Aim of the exercise: In the material below, find the line with "Data request |" and the line with "pub mod request;", then output those two lines and every line between them, exactly.

*** Recorded data ***

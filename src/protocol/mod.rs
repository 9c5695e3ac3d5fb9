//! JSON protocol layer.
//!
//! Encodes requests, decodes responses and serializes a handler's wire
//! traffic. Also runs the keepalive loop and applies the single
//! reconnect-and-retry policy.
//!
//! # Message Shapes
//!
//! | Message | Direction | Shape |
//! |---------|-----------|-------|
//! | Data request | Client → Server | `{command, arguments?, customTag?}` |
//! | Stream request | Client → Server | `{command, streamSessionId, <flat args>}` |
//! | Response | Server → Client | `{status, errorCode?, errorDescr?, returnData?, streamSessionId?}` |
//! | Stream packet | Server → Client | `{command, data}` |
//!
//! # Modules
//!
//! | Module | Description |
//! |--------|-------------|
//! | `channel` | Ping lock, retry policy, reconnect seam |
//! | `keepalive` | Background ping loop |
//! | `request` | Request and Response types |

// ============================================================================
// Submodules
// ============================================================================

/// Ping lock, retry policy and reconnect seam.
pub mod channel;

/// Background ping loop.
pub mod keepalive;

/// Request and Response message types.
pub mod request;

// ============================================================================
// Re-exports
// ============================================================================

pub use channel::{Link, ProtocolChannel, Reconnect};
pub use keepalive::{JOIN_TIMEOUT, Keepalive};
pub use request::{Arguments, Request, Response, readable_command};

***

Your solution:
//! | Data request | Client → Server | `{command, arguments?, customTag?}` |
//! | Stream request | Client → Server | `{command, streamSessionId, <flat args>}` |
//! | Response | Server → Client | `{status, errorCode?, errorDescr?, returnData?, streamSessionId?}` |
//! | Stream packet | Server → Client | `{command, data}` |
//!
//! # Modules
//!
//! | Module | Description |
//! |--------|-------------|
//! | `channel` | Ping lock, retry policy, reconnect seam |
//! | `keepalive` | Background ping loop |
//! | `request` | Request and Response types |

// ============================================================================
// Submodules
// ============================================================================

/// Ping lock, retry policy and reconnect seam.
pub mod channel;

/// Background ping loop.
pub mod keepalive;

/// Request and Response message types.
pub mod request;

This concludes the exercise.